Output all the data below verbatim.

======== SOURCE MATERIAL

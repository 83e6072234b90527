//! Shared fixtures for handler and gateway tests.

use std::sync::Arc;

use axum_test::TestServer;

use crate::app::{api_router, AppContext};
use crate::core::config::{AppConfig, AuthConfig, Config, StorageConfig, SwaggerConfig};
use crate::core::repository::Repository;
use crate::features::auth::services::{AuthService, TokenService};
use crate::shared::constants::{ROLE_ADMIN, ROLE_CUSTOMER};

pub fn test_config() -> Config {
    let image_dir = std::env::temp_dir()
        .join(format!("villarent-test-{}", uuid::Uuid::new_v4()))
        .to_string_lossy()
        .into_owned();

    Config {
        app: AppConfig {
            host: "127.0.0.1".to_string(),
            port: 0,
            cors_allowed_origins: vec!["*".to_string()],
            public_base_url: "http://localhost:3000".to_string(),
        },
        auth: AuthConfig {
            secret: "test-secret-at-least-32-characters!!".to_string(),
            token_validity_days: 7,
            jwt_leeway_secs: 60,
        },
        storage: StorageConfig {
            image_dir,
            image_url_prefix: "/ProductImage".to_string(),
        },
        swagger: SwaggerConfig {
            username: None,
            password: None,
            title: "Test API".to_string(),
            version: "0.0.0".to_string(),
            description: "Test".to_string(),
        },
    }
}

pub fn test_auth_service() -> Arc<AuthService> {
    let tokens = Arc::new(TokenService::new(test_config().auth));
    Arc::new(AuthService::new(Repository::new(), tokens))
}

/// Full API router behind an in-process test server, plus the token service
/// that signed its bearer tokens.
pub fn api_test_server() -> (TestServer, Arc<TokenService>) {
    let ctx = AppContext::new(&test_config());
    let tokens = Arc::clone(&ctx.token_service);
    let server = TestServer::new(api_router(&ctx)).expect("test server");
    (server, tokens)
}

/// Full API router served over a real local socket, for clients that speak
/// actual HTTP rather than the in-process transport.
pub fn http_test_server() -> TestServer {
    let ctx = AppContext::new(&test_config());
    TestServer::builder()
        .http_transport()
        .build(api_router(&ctx))
        .expect("http test server")
}

pub fn admin_token(tokens: &TokenService) -> String {
    tokens.issue_token(1, ROLE_ADMIN).expect("admin token")
}

pub fn customer_token(tokens: &TokenService) -> String {
    tokens.issue_token(2, ROLE_CUSTOMER).expect("customer token")
}
use std::path::{Path, PathBuf};

use crate::core::config::StorageConfig;
use crate::core::error::{AppError, Result};

/// Image written to disk, as recorded on the owning entity.
#[derive(Debug, Clone)]
pub struct StoredImage {
    /// Server-relative path, e.g. `wwwroot/ProductImage/3.png`.
    pub local_path: String,
    /// Fully-qualified URL under the public base URL.
    pub url: String,
}

/// Local-filesystem store for uploaded villa images, keyed by entity id.
///
/// The store is a collaborator invoked by handlers after the entity operation
/// succeeds; the repository layer never touches files.
pub struct ImageStore {
    root: PathBuf,
    url_prefix: String,
    public_base_url: String,
}

impl ImageStore {
    pub fn new(config: &StorageConfig, public_base_url: &str) -> Self {
        Self {
            root: PathBuf::from(&config.image_dir),
            url_prefix: config.image_url_prefix.trim_end_matches('/').to_string(),
            public_base_url: public_base_url.trim_end_matches('/').to_string(),
        }
    }

    /// Persist an uploaded image under `{id}.{ext}`, replacing any previous
    /// file with the same name.
    pub async fn save(&self, id: i32, original_file_name: &str, bytes: &[u8]) -> Result<StoredImage> {
        let file_name = format!("{}.{}", id, Self::extension_of(original_file_name));
        let path = self.root.join(&file_name);

        tokio::fs::create_dir_all(&self.root)
            .await
            .map_err(|e| AppError::Internal(format!("Failed to create image directory: {}", e)))?;
        tokio::fs::write(&path, bytes)
            .await
            .map_err(|e| AppError::Internal(format!("Failed to write image file: {}", e)))?;

        tracing::debug!(villa_id = id, file = %file_name, "Image stored");

        Ok(StoredImage {
            local_path: path.to_string_lossy().into_owned(),
            url: format!("{}{}/{}", self.public_base_url, self.url_prefix, file_name),
        })
    }

    /// Delete a previously stored image. Paths outside the image directory
    /// are refused; a file that is already gone is not an error.
    pub async fn remove(&self, local_path: &str) -> Result<()> {
        if local_path.is_empty() {
            return Ok(());
        }

        let path = Path::new(local_path);
        if !path.starts_with(&self.root) {
            return Err(AppError::BadRequest(format!(
                "Refusing to delete file outside the image directory: {}",
                local_path
            )));
        }

        match tokio::fs::remove_file(path).await {
            Ok(()) => Ok(()),
            Err(e) if e.kind() == std::io::ErrorKind::NotFound => Ok(()),
            Err(e) => Err(AppError::Internal(format!(
                "Failed to delete image file: {}",
                e
            ))),
        }
    }

    /// File extension of the uploaded name, restricted to simple alphanumeric
    /// extensions so the upload cannot steer the output path.
    fn extension_of(file_name: &str) -> String {
        Path::new(file_name)
            .extension()
            .and_then(|ext| ext.to_str())
            .filter(|ext| !ext.is_empty() && ext.chars().all(|c| c.is_ascii_alphanumeric()))
            .map(|ext| ext.to_ascii_lowercase())
            .unwrap_or_else(|| "jpg".to_string())
    }
}

#[cfg(test)]
mod tests {
    use super::*;

    fn store_in(dir: &Path) -> ImageStore {
        ImageStore::new(
            &StorageConfig {
                image_dir: dir.to_string_lossy().into_owned(),
                image_url_prefix: "/ProductImage".to_string(),
            },
            "http://localhost:3000",
        )
    }

    fn temp_dir() -> PathBuf {
        let dir = std::env::temp_dir().join(format!("villa-images-{}", uuid::Uuid::new_v4()));
        std::fs::create_dir_all(&dir).unwrap();
        dir
    }

    #[tokio::test]
    async fn save_writes_file_and_builds_url() {
        let dir = temp_dir();
        let store = store_in(&dir);

        let stored = store.save(3, "photo.PNG", b"bytes").await.unwrap();
        assert!(stored.local_path.ends_with("3.png"));
        assert_eq!(stored.url, "http://localhost:3000/ProductImage/3.png");
        assert_eq!(std::fs::read(&stored.local_path).unwrap(), b"bytes");
    }

    #[tokio::test]
    async fn save_replaces_existing_file() {
        let dir = temp_dir();
        let store = store_in(&dir);

        store.save(3, "a.png", b"old").await.unwrap();
        let stored = store.save(3, "b.png", b"new").await.unwrap();
        assert_eq!(std::fs::read(&stored.local_path).unwrap(), b"new");
    }

    #[tokio::test]
    async fn remove_is_idempotent_and_scoped() {
        let dir = temp_dir();
        let store = store_in(&dir);

        let stored = store.save(5, "photo.jpg", b"bytes").await.unwrap();
        store.remove(&stored.local_path).await.unwrap();
        assert!(!Path::new(&stored.local_path).exists());
        // Deleting again is fine.
        store.remove(&stored.local_path).await.unwrap();
        // Empty path is a no-op.
        store.remove("").await.unwrap();
        // Anything outside the image dir is refused.
        assert!(store.remove("/etc/hosts").await.is_err());
    }

    #[tokio::test]
    async fn suspicious_extension_falls_back_to_jpg() {
        let dir = temp_dir();
        let store = store_in(&dir);

        let stored = store.save(7, "../../evil", b"x").await.unwrap();
        assert!(stored.local_path.ends_with("7.jpg"));
    }
}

================

# YOUR SOLUTION
repository 83e6072234b90527
//! Shared fixtures for handler and gateway tests.

use std::sync::Arc;

use axum_test::TestServer;

use crate::app::{api_router, AppContext};
use crate::core::config::{AppConfig, AuthConfig, Config, StorageConfig, SwaggerConfig};
use crate::core::repository::Repository;
use crate::features::auth::services::{AuthService, TokenService};
use crate::shared::constants::{ROLE_ADMIN, ROLE_CUSTOMER};

pub fn test_config() -> Config {
    let image_dir = std::env::temp_dir()
        .join(format!("villarent-test-{}", uuid::Uuid::new_v4()))
        .to_string_lossy()
        .into_owned();

    Config {
        app: AppConfig {
            host: "127.0.0.1".to_string(),
            port: 0,
            cors_allowed_origins: vec!["*".to_string()],
            public_base_url: "http://localhost:3000".to_string(),
        },
        auth: AuthConfig {
            secret: "test-secret-at-least-32-characters!!".to_string(),
            token_validity_days: 7,
            jwt_leeway_secs: 60,
        },
        storage: StorageConfig {
            image_dir,
            image_url_prefix: "/ProductImage".to_string(),
        },
        swagger: SwaggerConfig {
            username: None,
            password: None,
            title: "Test API".to_string(),
            version: "0.0.0".to_string(),
            description: "Test".to_string(),
        },
    }
}

pub fn test_auth_service() -> Arc<AuthService> {
    let tokens = Arc::new(TokenService::new(test_config().auth));
    Arc::new(AuthService::new(Repository::new(), tokens))
}

/// Full API router behind an in-process test server, plus the token service
/// that signed its bearer tokens.
pub fn api_test_server() -> (TestServer, Arc<TokenService>) {
    let ctx = AppContext::new(&test_config());
    let tokens = Arc::clone(&ctx.token_service);
    let server = TestServer::new(api_router(&ctx)).expect("test server");
    (server, tokens)
}

/// Full API router served over a real local socket, for clients that speak
/// actual HTTP rather than the in-process transport.
pub fn http_test_server() -> TestServer {
    let ctx = AppContext::new(&test_config());
    TestServer::builder()
        .http_transport()
        .build(api_router(&ctx))
        .expect("http test server")
}

pub fn admin_token(tokens: &TokenService) -> String {
    tokens.issue_token(1, ROLE_ADMIN).expect("admin token")
}

pub fn customer_token(tokens: &TokenService) -> String {
    tokens.issue_token(2, ROLE_CUSTOMER).expect("customer token")
}
use std::path::{Path, PathBuf};

use crate::core::config::StorageConfig;
use crate::core::error::{AppError, Result};

/// Image written to disk, as recorded on the owning entity.
#[derive(Debug, Clone)]
pub struct StoredImage {
    /// Server-relative path, e.g. `wwwroot/ProductImage/3.png`.
    pub local_path: String,
    /// Fully-qualified URL under the public base URL.
    pub url: String,
}

/// Local-filesystem store for uploaded villa images, keyed by entity id.
///
/// The store is a collaborator invoked by handlers after the entity operation
/// succeeds; the repository layer never touches files.
pub struct ImageStore {
    root: PathBuf,
    url_prefix: String,
    public_base_url: String,
}

impl ImageStore {
    pub fn new(config: &StorageConfig, public_base_url: &str) -> Self {
        Self {
            root: PathBuf::from(&config.image_dir),
            url_prefix: config.image_url_prefix.trim_end_matches('/').to_string(),
            public_base_url: public_base_url.trim_end_matches('/').to_string(),
        }
    }

    /// Persist an uploaded image under `{id}.{ext}`, replacing any previous
    /// file with the same name.
    pub async fn save(&self, id: i32, original_file_name: &str, bytes: &[u8]) -> Result<StoredImage> {
        let file_name = format!("{}.{}", id, Self::extension_of(original_file_name));
        let path = self.root.join(&file_name);

        tokio::fs::create_dir_all(&self.root)
            .await
            .map_err(|e| AppError::Internal(format!("Failed to create image directory: {}", e)))?;
        tokio::fs::write(&path, bytes)
            .await
            .map_err(|e| AppError::Internal(format!("Failed to write image file: {}", e)))?;

        tracing::debug!(villa_id = id, file = %file_name, "Image stored");

        Ok(StoredImage {
            local_path: path.to_string_lossy().into_owned(),
            url: format!("{}{}/{}", self.public_base_url, self.url_prefix, file_name),
        })
    }

    /// Delete a previously stored image. Paths outside the image directory
    /// are refused; a file that is already gone is not an error.
    pub async fn remove(&self, local_path: &str) -> Result<()> {
        if local_path.is_empty() {
            return Ok(());
        }

        let path = Path::new(local_path);
        if !path.starts_with(&self.root) {
            return Err(AppError::BadRequest(format!(
                "Refusing to delete file outside the image directory: {}",
                local_path
            )));
        }

        match tokio::fs::remove_file(path).await {
            Ok(()) => Ok(()),
            Err(e) if e.kind() == std::io::ErrorKind::NotFound => Ok(()),
            Err(e) => Err(AppError::Internal(format!(
                "Failed to delete image file: {}",
                e
            ))),
        }
    }

    /// File extension of the uploaded name, restricted to simple alphanumeric
    /// extensions so the upload cannot steer the output path.
    fn extension_of(file_name: &str) -> String {
        Path::new(file_name)
            .extension()
            .and_then(|ext| ext.to_str())
            .filter(|ext| !ext.is_empty() && ext.chars().all(|c| c.is_ascii_alphanumeric()))
            .map(|ext| ext.to_ascii_lowercase())
            .unwrap_or_else(|| "jpg".to_string())
    }
}

#[cfg(test)]
mod tests {
    use super::*;

    fn store_in(dir: &Path) -> ImageStore {
        ImageStore::new(
            &StorageConfig {
                image_dir: dir.to_string_lossy().into_owned(),
                image_url_prefix: "/ProductImage".to_string(),
            },
            "http://localhost:3000",
        )
    }

    fn temp_dir() -> PathBuf {
        let dir = std::env::temp_dir().join(format!("villa-images-{}", uuid::Uuid::new_v4()));
        std::fs::create_dir_all(&dir).unwrap();
        dir
    }

    #[tokio::test]
    async fn save_writes_file_and_builds_url() {
        let dir = temp_dir();
        let store = store_in(&dir);

        let stored = store.save(3, "photo.PNG", b"bytes").await.unwrap();
        assert!(stored.local_path.ends_with("3.png"));
        assert_eq!(stored.url, "http://localhost:3000/ProductImage/3.png");
        assert_eq!(std::fs::read(&stored.local_path).unwrap(), b"bytes");
    }

    #[tokio::test]
    async fn save_replaces_existing_file() {
        let dir = temp_dir();
        let store = store_in(&dir);

        store.save(3, "a.png", b"old").await.unwrap();
        let stored = store.save(3, "b.png", b"new").await.unwrap();
        assert_eq!(std::fs::read(&stored.local_path).unwrap(), b"new");
    }

    #[tokio::test]
    async fn remove_is_idempotent_and_scoped() {
        let dir = temp_dir();
        let store = store_in(&dir);

        let stored = store.save(5, "photo.jpg", b"bytes").await.unwrap();
        store.remove(&stored.local_path).await.unwrap();
        assert!(!Path::new(&stored.local_path).exists());
        // Deleting again is fine.
        store.remove(&stored.local_path).await.unwrap();
        // Empty path is a no-op.
        store.remove("").await.unwrap();
        // Anything outside the image dir is refused.
        assert!(store.remove("/etc/hosts").await.is_err());
    }

    #[tokio::test]
    async fn suspicious_extension_falls_back_to_jpg() {
        let dir = temp_dir();
        let store = store_in(&dir);

        let stored = store.save(7, "../../evil", b"x").await.unwrap();
        assert!(stored.local_path.ends_with("7.jpg"));
    }
}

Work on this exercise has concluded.